Problem to solve: Each line below from the one containing "RunConfigBuilder::default()" through the one containing "WalkOptionsBuilder::default()" should be output exactly as it stands, and no other line should appear.

Material for this task:
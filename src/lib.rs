//! Discrete-time traffic simulation over a synthetic city grid.
//!
//! Cars follow shortest routes along one-way lanes while traffic lights cycle
//! green around block corners. Every car and every light runs as its own tokio
//! task over one shared [`Grid`](simulation_engine::grid::Grid).

pub mod communication;
pub mod config;
pub mod control_system;
pub mod error;
pub mod monitoring;
pub mod simulation_engine;

pub use config::SimulationConfig;
pub use error::{RouteError, SimulationError};
pub use simulation_engine::simulation::{Simulation, SimulationReport};
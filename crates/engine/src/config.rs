use crate::error::{EngineError, Result};
use crate::language::ExtensionTable;
use derive_builder::Builder;
use hashbrown::HashSet;
use std::path::{Path, PathBuf};

/// Conventional source directory used when nothing else is configured.
pub const DEFAULT_SOURCE_DIR: &str = "src";

#[derive(Debug, Clone, Default, Builder)]
#[builder(setter(into))]
pub struct WalkOptions {
    /// Descend into dotfiles and dot-directories.
    #[builder(default)]
    pub hidden: bool,
    /// Honour `.gitignore`, `.ignore` and git exclude files.
    #[builder(default)]
    pub git_ignore: bool,
    #[builder(default)]
    pub follow_links: bool,
}

/// Everything a single run needs.
#[derive(Debug, Clone, Default, Builder)]
#[builder(setter(into))]
pub struct RunConfig {
    #[builder(default)]
    pub include_dirs: Vec<PathBuf>,
    #[builder(default)]
    pub exclude_patterns: Vec<String>,
    #[builder(default)]
    pub table: ExtensionTable,
    #[builder(default)]
    pub walk: WalkOptions,
}

/// Check that `root` is an existing directory and return its canonical form.
///
/// # Errors
/// Returns `EngineError::NoProjectRoot` when `root` is missing or not a directory.
pub fn ensure_project_root(root: &Path) -> Result<PathBuf> {
    if !root.is_dir() {
        return Err(EngineError::NoProjectRoot(root.to_path_buf()));
    }
    root.canonicalize()
        .map_err(|_| EngineError::NoProjectRoot(root.to_path_buf()))
}

/// Combine caller-supplied and configured include directories.
///
/// Requested directories come first, duplicates are dropped keeping the first
/// occurrence. When both lists are empty, `<root>/src` is used if it exists.
#[must_use]
pub fn resolve_include_dirs(
    project_root: &Path,
    requested: &[PathBuf],
    configured: &[String],
) -> Vec<PathBuf> {
    let dirs = dedup_paths(
        requested
            .iter()
            .cloned()
            .chain(configured.iter().map(PathBuf::from)),
    );
    if !dirs.is_empty() {
        return dirs;
    }

    let default_src = project_root.join(DEFAULT_SOURCE_DIR);
    if default_src.is_dir() {
        vec![default_src]
    } else {
        Vec::new()
    }
}

/// Make `dir` absolute by anchoring relative paths at `project_root`.
#[must_use]
pub fn absolutize(project_root: &Path, dir: &Path) -> PathBuf {
    if dir.is_absolute() {
        dir.to_path_buf()
    } else {
        project_root.join(dir)
    }
}

/// Drop repeated paths, keeping first occurrences in order.
pub fn dedup_paths<I>(paths: I) -> Vec<PathBuf>
where
    I: IntoIterator<Item = PathBuf>,
{
    let mut seen = HashSet::new();
    paths
        .into_iter()
        .filter(|p| seen.insert(p.clone()))
        .collect()
}

/// Split a comma separated answer into trimmed, non-empty items.
#[must_use]
pub fn split_list(input: &str) -> Vec<String> {
    input
        .split(',')
        .map(str::trim)
        .filter(|s| !s.is_empty())
        .map(String::from)
        .collect()
}
use std::path::{Path, PathBuf};
use thiserror::Error;

#[derive(Debug, Error)]
pub enum EngineError {
    #[error("Failed to read file '{path}': {source}")]
    FileRead {
        path: PathBuf,
        #[source]
        source: std::io::Error,
    },

    #[error("Walk error: {0}")]
    Walk(#[from] ignore::Error),

    #[error("Invalid exclude pattern '{pattern}': {source}")]
    Glob {
        pattern: String,
        #[source]
        source: globset::Error,
    },

    #[error("Failed to access settings file '{path}': {source}")]
    SettingsIo {
        path: PathBuf,
        #[source]
        source: std::io::Error,
    },

    #[error("Malformed settings file '{path}': {source}")]
    SettingsFormat {
        path: PathBuf,
        #[source]
        source: serde_json::Error,
    },

    #[error("No project root is open: '{0}' is not a directory")]
    NoProjectRoot(PathBuf),

    #[error("No directories to count. Pass a directory or configure includeDirs.")]
    NoIncludeDirs,

    #[error("Invalid configuration: {0}")]
    Config(String),
}

impl EngineError {
    /// Path the error is about, when it names one.
    #[must_use]
    pub fn path(&self) -> Option<&Path> {
        match self {
            Self::FileRead { path, .. }
            | Self::SettingsIo { path, .. }
            | Self::SettingsFormat { path, .. }
            | Self::NoProjectRoot(path) => Some(path),
            Self::Walk(e) => walk_error_path(e),
            Self::Glob { .. } | Self::NoIncludeDirs | Self::Config(_) => None,
        }
    }
}

fn walk_error_path(error: &ignore::Error) -> Option<&Path> {
    match error {
        ignore::Error::WithPath { path, .. } => Some(path),
        ignore::Error::Loop { child, .. } => Some(child),
        ignore::Error::WithDepth { err, .. } | ignore::Error::WithLineNumber { err, .. } => {
            walk_error_path(err)
        }
        _ => None,
    }
}

pub type Result<T> = std::result::Result<T, EngineError>;
use clap::ValueEnum;
use serde::{Deserialize, Serialize};

#[derive(Debug, Clone, Copy, Default, PartialEq, Eq, ValueEnum, Serialize, Deserialize)]
#[value(rename_all = "lowercase")]
pub enum OutputFormat {
    /// Human-readable report
    #[default]
    Text,
    Json,
    Yaml,
}
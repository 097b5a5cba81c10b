use std::io::{BufRead, Write};

/// Source of interactive answers.
pub trait Prompter {
    /// Ask `question`, showing `current` as the default.
    ///
    /// Returns `None` when the user cancels (end of input).
    fn ask(&mut self, question: &str, current: &str) -> std::io::Result<Option<String>>;
}

/// Line-based prompts over any reader/writer pair.
pub struct TerminalPrompter<R, W> {
    input: R,
    output: W,
}

impl<R: BufRead, W: Write> TerminalPrompter<R, W> {
    pub const fn new(input: R, output: W) -> Self {
        Self { input, output }
    }
}

impl<R: BufRead, W: Write> Prompter for TerminalPrompter<R, W> {
    fn ask(&mut self, question: &str, current: &str) -> std::io::Result<Option<String>> {
        write!(self.output, "{question} [{current}]: ")?;
        self.output.flush()?;

        let mut line = String::new();
        if self.input.read_line(&mut line)? == 0 {
            writeln!(self.output)?;
            return Ok(None);
        }
        Ok(Some(line.trim_end_matches(['\r', '\n']).to_string()))
    }
}

#[cfg(test)]
mod tests {
    use super::*;
    use std::io::Cursor;

    #[test]
    fn test_reads_answers_in_order() {
        let mut out = Vec::new();
        let mut prompter = TerminalPrompter::new(Cursor::new("src, lib\r\n\n"), &mut out);

        assert_eq!(
            prompter.ask("Include", "src").unwrap().as_deref(),
            Some("src, lib")
        );
        assert_eq!(prompter.ask("Exclude", "").unwrap().as_deref(), Some(""));
        assert_eq!(prompter.ask("Again", "").unwrap(), None);

        let shown = String::from_utf8(out).unwrap();
        assert!(shown.starts_with("Include [src]: Exclude []: "));
    }
}
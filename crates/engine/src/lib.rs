// crates/engine/src/lib.rs
use std::path::Path;
use tracing::{debug, info, warn};

pub mod config;
pub mod error;
pub mod filesystem;
pub mod language;
pub mod processor;
pub mod report;
pub mod settings;
pub mod stats;

use crate::config::{RunConfig, dedup_paths};
use crate::error::Result;
use crate::filesystem::ExcludeSet;
use crate::stats::RunResult;

/// Tally every include directory of `config`, one after another.
///
/// Unreadable files are logged, collected in `RunResult::errors` and left out
/// of the counts.
///
/// # Errors
///
/// Returns an error only when the exclude patterns do not compile.
pub fn run(config: &RunConfig) -> Result<RunResult> {
    let excludes = ExcludeSet::new(&config.exclude_patterns)?;
    let mut result = RunResult::default();

    for dir in dedup_paths(config.include_dirs.iter().cloned()) {
        info!(dir = %dir.display(), "counting directory");
        count_directory(&dir, &excludes, config, &mut result);
    }

    info!(
        files = result.files_counted,
        languages = result.stats.len(),
        skipped = result.errors.len(),
        "run complete"
    );
    Ok(result)
}

/// Tally one directory into `result`.
pub fn count_directory(
    dir: &Path,
    excludes: &ExcludeSet,
    config: &RunConfig,
    result: &mut RunResult,
) {
    for item in filesystem::walk_files(dir, &config.walk, excludes) {
        let relative = match item {
            Ok(relative) => relative,
            Err(e) => {
                let path = e.path().map_or_else(|| dir.to_path_buf(), Path::to_path_buf);
                warn!(path = %path.display(), error = %e, "skipping unreadable entry");
                result.errors.push((path, e));
                continue;
            }
        };

        let Some(language) = config.table.classify_path(&relative) else {
            continue;
        };

        let path = dir.join(&relative);
        match processor::process_file(&path) {
            Ok(stats) => {
                debug!(path = %path.display(), language, lines = stats.total_lines, "counted");
                result.stats.record(language, stats);
                result.files_counted += 1;
            }
            Err(e) => {
                warn!(path = %path.display(), error = %e, "skipping file");
                result.errors.push((path, e));
            }
        }
    }
}
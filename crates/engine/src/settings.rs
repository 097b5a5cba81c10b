//! Project-scoped persisted settings.
//!
//! Settings live in a JSON file at the project root. Keys that this tool does
//! not know about are preserved across a load/save cycle.

use crate::error::{EngineError, Result};
use crate::language::LanguageMap;
use serde::{Deserialize, Serialize};
use std::fs::{self, File};
use std::io::{BufWriter, Write};
use std::path::{Path, PathBuf};

/// File name of the settings file inside the project root.
pub const SETTINGS_FILE_NAME: &str = ".code_tally.json";

#[derive(Debug, Clone, Default, PartialEq, Serialize, Deserialize)]
#[serde(rename_all = "camelCase", default)]
pub struct Settings {
    pub include_dirs: Vec<String>,
    pub exclude_patterns: Vec<String>,
    #[serde(skip_serializing_if = "LanguageMap::is_empty")]
    pub language_extensions: LanguageMap,
    #[serde(flatten)]
    pub extra: serde_json::Map<String, serde_json::Value>,
}

/// JSON settings file.
#[derive(Debug, Clone)]
pub struct SettingsFile {
    path: PathBuf,
}

impl SettingsFile {
    pub fn new(path: impl Into<PathBuf>) -> Self {
        Self { path: path.into() }
    }

    /// Settings file for the project rooted at `root`.
    #[must_use]
    pub fn in_project(root: &Path) -> Self {
        Self::new(root.join(SETTINGS_FILE_NAME))
    }

    #[must_use]
    pub fn path(&self) -> &Path {
        &self.path
    }

    /// Load settings. A missing file yields empty settings.
    ///
    /// # Errors
    /// Returns an error when the file exists but cannot be read or parsed.
    pub fn load(&self) -> Result<Settings> {
        let bytes = match fs::read(&self.path) {
            Ok(bytes) => bytes,
            Err(e) if e.kind() == std::io::ErrorKind::NotFound => {
                return Ok(Settings::default());
            }
            Err(e) => {
                return Err(EngineError::SettingsIo {
                    path: self.path.clone(),
                    source: e,
                });
            }
        };
        serde_json::from_slice(&bytes).map_err(|e| EngineError::SettingsFormat {
            path: self.path.clone(),
            source: e,
        })
    }

    /// Write settings atomically.
    ///
    /// # Errors
    /// Returns an error when the file cannot be written.
    pub fn save(&self, settings: &Settings) -> Result<()> {
        let mut data =
            serde_json::to_vec_pretty(settings).map_err(|e| EngineError::SettingsFormat {
                path: self.path.clone(),
                source: e,
            })?;
        data.push(b'\n');
        atomic_write(&self.path, &data).map_err(|e| EngineError::SettingsIo {
            path: self.path.clone(),
            source: e,
        })
    }
}

/// Write `data` to `path` via a temp file in the same directory and a rename.
fn atomic_write(path: &Path, data: &[u8]) -> std::io::Result<()> {
    let parent = path
        .parent()
        .ok_or_else(|| std::io::Error::other("path has no parent"))?;

    let nanos = std::time::SystemTime::now()
        .duration_since(std::time::UNIX_EPOCH)
        .unwrap_or_default()
        .as_nanos();
    let tmp = parent.join(format!(".{}.{}.tmp", std::process::id(), nanos));

    let file = File::create(&tmp)?;
    let mut w = BufWriter::new(file);
    w.write_all(data)?;
    w.flush()?;
    let _ = w.get_ref().sync_all();

    if let Err(e) = fs::rename(&tmp, path) {
        let _ = fs::remove_file(&tmp);
        return Err(e);
    }
    Ok(())
}

#[cfg(test)]
mod tests {
    use super::*;
    use tempfile::tempdir;

    #[test]
    fn test_missing_file_is_empty() {
        let tmp = tempdir().unwrap();
        let settings = SettingsFile::in_project(tmp.path()).load().unwrap();
        assert_eq!(settings, Settings::default());
    }

    #[test]
    fn test_roundtrip_keeps_unknown_keys() {
        let tmp = tempdir().unwrap();
        let file = SettingsFile::in_project(tmp.path());
        fs::write(
            file.path(),
            r#"{
                "includeDirs": ["src"],
                "languageExtensions": {"Python": [".pyw"], "Svelte": [".svelte"]},
                "editor.tabSize": 4
            }"#,
        )
        .unwrap();

        let mut settings = file.load().unwrap();
        assert_eq!(settings.include_dirs, ["src"]);
        assert!(settings.exclude_patterns.is_empty());
        assert_eq!(settings.language_extensions.len(), 2);

        settings.exclude_patterns = vec!["**/*.test.py".to_string()];
        file.save(&settings).unwrap();

        let raw: serde_json::Value =
            serde_json::from_str(&fs::read_to_string(file.path()).unwrap()).unwrap();
        assert_eq!(raw["editor.tabSize"], 4);
        assert_eq!(raw["excludePatterns"][0], "**/*.test.py");
        assert_eq!(raw["languageExtensions"]["Svelte"][0], ".svelte");

        assert_eq!(file.load().unwrap(), settings);
    }

    #[test]
    fn test_malformed_file_is_an_error() {
        let tmp = tempdir().unwrap();
        let file = SettingsFile::in_project(tmp.path());
        fs::write(file.path(), "{ not json").unwrap();

        let err = file.load().unwrap_err();
        assert!(matches!(err, EngineError::SettingsFormat { .. }));
    }
}
use crate::config::WalkOptions;
use crate::error::{EngineError, Result};
use globset::{GlobBuilder, GlobSet, GlobSetBuilder};
use ignore::WalkBuilder;
use std::path::{Path, PathBuf};

/// Compiled exclude patterns.
///
/// Patterns match root-relative paths. `*` stays within one path segment and
/// `**` spans any number of them. A pattern ending in `/**` also prunes the
/// directory it names, so nothing below it is visited.
#[derive(Debug, Clone)]
pub struct ExcludeSet {
    files: GlobSet,
    dirs: GlobSet,
}

impl ExcludeSet {
    /// # Errors
    /// Returns `EngineError::Glob` for the first pattern that fails to compile.
    pub fn new(patterns: &[String]) -> Result<Self> {
        let mut files = GlobSetBuilder::new();
        let mut dirs = GlobSetBuilder::new();

        for raw in patterns {
            let pattern = raw.trim();
            let pattern = pattern.strip_prefix("./").unwrap_or(pattern);
            if pattern.is_empty() {
                continue;
            }
            files.add(compile(pattern)?);
            if let Some(dir) = pattern.strip_suffix("/**")
                && !dir.is_empty()
            {
                dirs.add(compile(dir)?);
            }
        }

        Ok(Self {
            files: files.build().map_err(|e| glob_error("<set>", e))?,
            dirs: dirs.build().map_err(|e| glob_error("<set>", e))?,
        })
    }

    #[must_use]
    pub fn is_empty(&self) -> bool {
        self.files.is_empty()
    }

    #[must_use]
    pub fn excludes_file(&self, relative: &Path) -> bool {
        self.files.is_match(relative)
    }

    #[must_use]
    pub fn prunes_dir(&self, relative: &Path) -> bool {
        self.dirs.is_match(relative)
    }
}

fn compile(pattern: &str) -> Result<globset::Glob> {
    GlobBuilder::new(pattern)
        .literal_separator(true)
        .build()
        .map_err(|e| glob_error(pattern, e))
}

fn glob_error(pattern: &str, source: globset::Error) -> EngineError {
    EngineError::Glob {
        pattern: pattern.to_string(),
        source,
    }
}

/// Recursive walk over `root` yielding regular files relative to `root`.
///
/// The walk is lazy and visits entries in file-name order. Entries the walker
/// cannot read come through as `Err` so the caller can log and move on.
pub fn walk_files(
    root: &Path,
    options: &WalkOptions,
    excludes: &ExcludeSet,
) -> impl Iterator<Item = Result<PathBuf>> + use<> {
    let mut builder = WalkBuilder::new(root);
    builder
        .standard_filters(false)
        .hidden(!options.hidden)
        .git_ignore(options.git_ignore)
        .git_global(options.git_ignore)
        .git_exclude(options.git_ignore)
        .ignore(options.git_ignore)
        .parents(options.git_ignore)
        .require_git(false)
        .follow_links(options.follow_links)
        .sort_by_file_name(|a, b| a.cmp(b));

    if !excludes.is_empty() {
        let filter_root = root.to_path_buf();
        let excludes = excludes.clone();
        builder.filter_entry(move |entry| {
            let Ok(relative) = entry.path().strip_prefix(&filter_root) else {
                return true;
            };
            if relative.as_os_str().is_empty() {
                return true;
            }
            if entry.file_type().is_some_and(|ft| ft.is_dir()) {
                !excludes.prunes_dir(relative)
            } else {
                !excludes.excludes_file(relative)
            }
        });
    }

    let root = root.to_path_buf();
    builder.build().filter_map(move |entry| match entry {
        Ok(entry) if entry.file_type().is_some_and(|ft| ft.is_file()) => Some(Ok(entry
            .path()
            .strip_prefix(&root)
            .map_or_else(|_| entry.path().to_path_buf(), Path::to_path_buf))),
        Ok(_) => None,
        Err(e) => Some(Err(EngineError::Walk(e))),
    })
}
// crates/cli/src/config.rs
use crate::args::Args;
use crate::error::{AppError, Result};
use crate::prompt::Prompter;
use code_tally_engine::config::{
    RunConfig, RunConfigBuilder, WalkOptions, WalkOptionsBuilder, absolutize, dedup_paths,
    ensure_project_root, resolve_include_dirs, split_list,
};
use code_tally_engine::error::EngineError;
use code_tally_engine::language::ExtensionTable;
use code_tally_engine::settings::{Settings, SettingsFile};
use std::path::{Path, PathBuf};
use tracing::{debug, info};

const INCLUDE_QUESTION: &str = "Directories to include (comma separated)";
const EXCLUDE_QUESTION: &str = "Patterns to exclude (comma separated)";

/// Load the project settings for `args`.
///
/// # Errors
/// Fails when the project root is missing or the settings file is malformed.
pub fn load_settings(args: &Args) -> Result<(PathBuf, SettingsFile, Settings)> {
    let root = ensure_project_root(&args.scope.root)?;
    let store = SettingsFile::in_project(&root);
    let settings = store.load()?;
    debug!(path = %store.path().display(), "loaded settings");
    Ok((root, store, settings))
}

/// Language table for `args`: built-ins merged with the project's overrides.
///
/// # Errors
/// Same as [`load_settings`].
pub fn load_table(args: &Args) -> Result<ExtensionTable> {
    let (_, _, settings) = load_settings(args)?;
    Ok(ExtensionTable::with_overrides(&settings.language_extensions))
}

/// Resolve the run configuration from settings, flags and prompts.
///
/// The include/exclude lists are written back to the settings file before
/// returning, unless `--no-save` is given.
///
/// # Errors
/// Fails when the project root is missing, the settings cannot be read or
/// written, or no include directory is left after defaults and prompts.
pub fn prepare(args: &Args, prompter: Option<&mut dyn Prompter>) -> Result<RunConfig> {
    let (root, store, mut settings) = load_settings(args)?;

    let requested = args
        .paths
        .iter()
        .map(std::path::absolute)
        .collect::<std::io::Result<Vec<_>>>()?;

    let mut include_dirs: Vec<String> =
        resolve_include_dirs(&root, &requested, &settings.include_dirs)
            .iter()
            .map(|d| d.display().to_string())
            .collect();
    let mut exclude_patterns = settings.exclude_patterns.clone();

    if let Some(list) = &args.scope.include {
        include_dirs = normalize(list);
    }
    if let Some(list) = &args.scope.exclude {
        exclude_patterns = normalize(list);
    }

    if let Some(prompter) = prompter {
        if let Some(answer) = ask(prompter, INCLUDE_QUESTION, &include_dirs)? {
            include_dirs = answer;
        }
        if let Some(answer) = ask(prompter, EXCLUDE_QUESTION, &exclude_patterns)? {
            exclude_patterns = answer;
        }
    }

    if !args.scope.no_save {
        settings.include_dirs.clone_from(&include_dirs);
        settings.exclude_patterns.clone_from(&exclude_patterns);
        store.save(&settings)?;
        info!(path = %store.path().display(), "saved settings");
    }

    if include_dirs.is_empty() {
        return Err(EngineError::NoIncludeDirs.into());
    }

    build_run_config(&root, &include_dirs, exclude_patterns, &settings, args)
}

fn build_run_config(
    root: &Path,
    include_dirs: &[String],
    exclude_patterns: Vec<String>,
    settings: &Settings,
    args: &Args,
) -> Result<RunConfig> {
    let include_dirs = dedup_paths(
        include_dirs
            .iter()
            .map(|d| absolutize(root, Path::new(d))),
    );

    RunConfigBuilder::default()
        .include_dirs(include_dirs)
        .exclude_patterns(exclude_patterns)
        .table(ExtensionTable::with_overrides(&settings.language_extensions))
        .walk(walk_options_from_args(args)?)
        .build()
        .map_err(|e| AppError::Config(e.to_string()))
}

fn walk_options_from_args(args: &Args) -> Result<WalkOptions> {
    WalkOptionsBuilder::default()
        .hidden(args.scan.hidden)
        .git_ignore(args.scan.gitignore)
        .follow_links(args.scan.follow)
        .build()
        .map_err(|e| AppError::Config(e.to_string()))
}

/// Prompt with the current list; an empty answer or cancel keeps it.
fn ask(
    prompter: &mut dyn Prompter,
    question: &str,
    current: &[String],
) -> Result<Option<Vec<String>>> {
    let answer = prompter.ask(question, &current.join(", "))?;
    Ok(answer
        .filter(|a| !a.trim().is_empty())
        .map(|a| split_list(&a)))
}

fn normalize(list: &[String]) -> Vec<String> {
    list.iter().flat_map(|item| split_list(item)).collect()
}

#[cfg(test)]
mod tests {
    use super::*;
    use clap::Parser;
    use std::collections::VecDeque;
    use std::fs;
    use tempfile::tempdir;

    struct Scripted(VecDeque<Option<&'static str>>);

    impl Prompter for Scripted {
        fn ask(&mut self, _question: &str, _current: &str) -> std::io::Result<Option<String>> {
            Ok(self.0.pop_front().flatten().map(String::from))
        }
    }

    fn args(root: &Path, extra: &[&str]) -> Args {
        let root = root.display().to_string();
        let mut argv = vec!["code_tally", "--root", root.as_str()];
        argv.extend_from_slice(extra);
        Args::parse_from(argv)
    }

    #[test]
    fn test_defaults_to_src_and_saves() {
        let tmp = tempdir().unwrap();
        fs::create_dir(tmp.path().join("src")).unwrap();
        let args = args(tmp.path(), &[]);

        let config = prepare(&args, None).unwrap();
        let root = tmp.path().canonicalize().unwrap();
        assert_eq!(config.include_dirs, [root.join("src")]);

        let (_, _, saved) = load_settings(&args).unwrap();
        assert_eq!(saved.include_dirs, [root.join("src").display().to_string()]);
        assert!(saved.exclude_patterns.is_empty());
    }

    #[test]
    fn test_no_include_dirs_is_fatal() {
        let tmp = tempdir().unwrap();
        let err = prepare(&args(tmp.path(), &[]), None).unwrap_err();
        assert!(matches!(err, AppError::Engine(EngineError::NoIncludeDirs)));
        // lists are still written back
        assert!(tmp.path().join(".code_tally.json").exists());
    }

    #[test]
    fn test_flags_replace_configured_lists() {
        let tmp = tempdir().unwrap();
        fs::write(
            tmp.path().join(".code_tally.json"),
            r#"{"includeDirs": ["old"], "excludePatterns": ["**/*.min.js"]}"#,
        )
        .unwrap();

        let args = args(tmp.path(), &["--include", "lib, app", "--exclude", "", "--no-save"]);
        let config = prepare(&args, None).unwrap();

        let root = tmp.path().canonicalize().unwrap();
        assert_eq!(config.include_dirs, [root.join("lib"), root.join("app")]);
        assert!(config.exclude_patterns.is_empty());

        let (_, _, saved) = load_settings(&args).unwrap();
        assert_eq!(saved.include_dirs, ["old"]);
    }

    #[test]
    fn test_prompt_answers_override_and_blank_keeps() {
        let tmp = tempdir().unwrap();
        fs::write(
            tmp.path().join(".code_tally.json"),
            r#"{"includeDirs": ["src"], "excludePatterns": ["dist/**"]}"#,
        )
        .unwrap();

        let mut prompter = Scripted(VecDeque::from([Some(" pkg ,tools "), Some("  ")]));
        let config = prepare(&args(tmp.path(), &[]), Some(&mut prompter)).unwrap();

        let root = tmp.path().canonicalize().unwrap();
        assert_eq!(config.include_dirs, [root.join("pkg"), root.join("tools")]);
        assert_eq!(config.exclude_patterns, ["dist/**"]);
    }

    #[test]
    fn test_cancelled_prompt_keeps_current() {
        let tmp = tempdir().unwrap();
        fs::create_dir(tmp.path().join("src")).unwrap();

        let mut prompter = Scripted(VecDeque::from([None, None]));
        let config = prepare(&args(tmp.path(), &[]), Some(&mut prompter)).unwrap();
        assert_eq!(config.include_dirs.len(), 1);
    }

    #[test]
    fn test_language_overrides_reach_table() {
        let tmp = tempdir().unwrap();
        fs::write(
            tmp.path().join(".code_tally.json"),
            r#"{"includeDirs": ["."], "languageExtensions": {"Svelte": [".svelte"]}}"#,
        )
        .unwrap();

        let config = prepare(&args(tmp.path(), &["--no-save"]), None).unwrap();
        assert_eq!(config.table.classify(".svelte"), Some("Svelte"));
    }

    #[test]
    fn test_missing_root_is_fatal() {
        let tmp = tempdir().unwrap();
        let err = prepare(&args(&tmp.path().join("gone"), &[]), None).unwrap_err();
        assert!(matches!(err, AppError::Engine(EngineError::NoProjectRoot(_))));
    }
}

Answer box:
    RunConfigBuilder::default()
        .include_dirs(include_dirs)
        .exclude_patterns(exclude_patterns)
        .table(ExtensionTable::with_overrides(&settings.language_extensions))
        .walk(walk_options_from_args(args)?)
        .build()
        .map_err(|e| AppError::Config(e.to_string()))
}

fn walk_options_from_args(args: &Args) -> Result<WalkOptions> {
    WalkOptionsBuilder::default()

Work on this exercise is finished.